INPUT DATA Block Start

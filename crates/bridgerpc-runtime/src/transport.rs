//! Outbound side of the host bridge

use bridgerpc_core::RpcResult;

/// Sends one encoded frame across the bridge
///
/// The inbound side is driven by the host calling
/// [`RpcChannel::handle_inbound`](crate::RpcChannel::handle_inbound) for every
/// message it receives.
pub trait Transport: Send + Sync + 'static {
    fn send(&self, frame: Vec<u8>) -> RpcResult<()>;
}

impl<F> Transport for F
where
    F: Fn(Vec<u8>) -> RpcResult<()> + Send + Sync + 'static,
{
    fn send(&self, frame: Vec<u8>) -> RpcResult<()> {
        self(frame)
    }
}
//! Frame codec
//!
//! A frame is the unit handed to the host transport: one encoded
//! [`RpcEnvelope`]. Decoding also checks the envelope invariants, so callers
//! only ever see envelopes that are safe to route.

use crate::RpcEnvelope;
use bridgerpc_core::RpcError;
use thiserror::Error;

#[derive(Error, Debug)]
pub enum CodecError {
    #[error("cannot encode envelope: {0}")]
    Encode(String),

    #[error("malformed frame: {0}")]
    Malformed(String),

    #[error("invalid envelope: {0}")]
    InvalidEnvelope(String),
}

impl From<serde_json::Error> for CodecError {
    fn from(err: serde_json::Error) -> Self {
        CodecError::Malformed(err.to_string())
    }
}

impl From<CodecError> for RpcError {
    fn from(err: CodecError) -> Self {
        RpcError::SerializationError(err.to_string())
    }
}

/// Turns envelopes into frames and back
pub trait Codec: Send + Sync {
    fn encode(&self, envelope: &RpcEnvelope) -> Result<Vec<u8>, CodecError>;

    /// Decode one frame, rejecting envelopes that break the framing rules
    fn decode(&self, frame: &[u8]) -> Result<RpcEnvelope, CodecError>;

    /// Whether `envelope` encodes to at most `max_frame` bytes
    fn fits(&self, envelope: &RpcEnvelope, max_frame: usize) -> Result<bool, CodecError> {
        Ok(self.encode(envelope)?.len() <= max_frame)
    }

    /// Encode an error response, shortening its error text until the frame
    /// is at most `max_frame` bytes
    ///
    /// Escaping can make the text cost more than its own length, so every cut
    /// is measured against the encoded frame. Each cut removes at least the
    /// excess in raw bytes, which is never more than it removes in encoded bytes.
    fn encode_truncating_error(
        &self,
        envelope: &RpcEnvelope,
        max_frame: usize,
    ) -> Result<Vec<u8>, CodecError> {
        let mut fitted = envelope.clone();
        let mut frame = self.encode(&fitted)?;
        while frame.len() > max_frame {
            let error_len = fitted.error().map_or(0, str::len);
            if error_len == 0 {
                return Err(CodecError::Encode(format!(
                    "response for {} exceeds {max_frame} bytes without any error text",
                    envelope.method()
                )));
            }
            let excess = frame.len() - max_frame;
            fitted = fitted.with_error_truncated(error_len.saturating_sub(excess));
            frame = self.encode(&fitted)?;
        }
        Ok(frame)
    }
}

/// Compact JSON, the text format every generated stub speaks
#[derive(Debug, Clone, Copy, Default)]
pub struct JsonCodec;

impl JsonCodec {
    pub fn new() -> Self {
        Self
    }

    pub fn encode_string(&self, envelope: &RpcEnvelope) -> Result<String, CodecError> {
        serde_json::to_string(envelope).map_err(|err| CodecError::Encode(err.to_string()))
    }

    pub fn decode_str(&self, frame: &str) -> Result<RpcEnvelope, CodecError> {
        self.decode(frame.as_bytes())
    }
}

impl Codec for JsonCodec {
    fn encode(&self, envelope: &RpcEnvelope) -> Result<Vec<u8>, CodecError> {
        serde_json::to_vec(envelope).map_err(|err| CodecError::Encode(err.to_string()))
    }

    fn decode(&self, frame: &[u8]) -> Result<RpcEnvelope, CodecError> {
        let envelope: RpcEnvelope = serde_json::from_slice(frame)?;
        envelope.validate().map_err(CodecError::InvalidEnvelope)?;
        Ok(envelope)
    }
}
//! protoc-gen-bridgerpc - protoc plugin entry point
//!
//! Invoked by `protoc --bridgerpc_out=<targets>:<dir>`. Reads an encoded
//! `CodeGeneratorRequest` from stdin and writes the encoded
//! `CodeGeneratorResponse` to stdout. Logs go to stderr; set
//! `BRIDGERPC_LOG=debug` for per-file detail.

use anyhow::Context;
use bridgerpc_codegen::{GeneratorOptions, RendererRegistry, logging, run};
use clap::Parser;
use std::fs::File;
use std::io;
use std::path::PathBuf;

#[derive(Parser)]
#[command(name = "protoc-gen-bridgerpc")]
#[command(author, version, about = "protoc plugin for bridge RPC stubs", long_about = None)]
struct Cli {
    /// Read the encoded request from a file instead of stdin
    #[arg(long, value_name = "PATH")]
    request: Option<PathBuf>,

    /// List the accepted parameter tokens and exit
    #[arg(long)]
    targets: bool,
}

fn main() -> anyhow::Result<()> {
    let cli = Cli::parse();
    logging::init_logging();

    if cli.targets {
        for token in GeneratorOptions::known_tokens() {
            println!("{token}");
        }
        return Ok(());
    }

    let registry = RendererRegistry::builtin().context("failed to load stub templates")?;
    let stdout = io::stdout().lock();

    match cli.request {
        Some(path) => {
            let input = File::open(&path)
                .with_context(|| format!("failed to open request file {}", path.display()))?;
            run(input, stdout, &registry)
        }
        None => run(io::stdin().lock(), stdout, &registry),
    }
    .context("failed to generate stubs")
}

INPUT DATA Block End

> _TASK ITEM_: Write out only the lines that run from the line containing "impl Codec for" through the line containing "Reads an encoded", both included, exactly as they appear above.

> _RESULT OF THE EXERCISE_:
impl Codec for JsonCodec {
    fn encode(&self, envelope: &RpcEnvelope) -> Result<Vec<u8>, CodecError> {
        serde_json::to_vec(envelope).map_err(|err| CodecError::Encode(err.to_string()))
    }

    fn decode(&self, frame: &[u8]) -> Result<RpcEnvelope, CodecError> {
        let envelope: RpcEnvelope = serde_json::from_slice(frame)?;
        envelope.validate().map_err(CodecError::InvalidEnvelope)?;
        Ok(envelope)
    }
}
//! protoc-gen-bridgerpc - protoc plugin entry point
//!
//! Invoked by `protoc --bridgerpc_out=<targets>:<dir>`. Reads an encoded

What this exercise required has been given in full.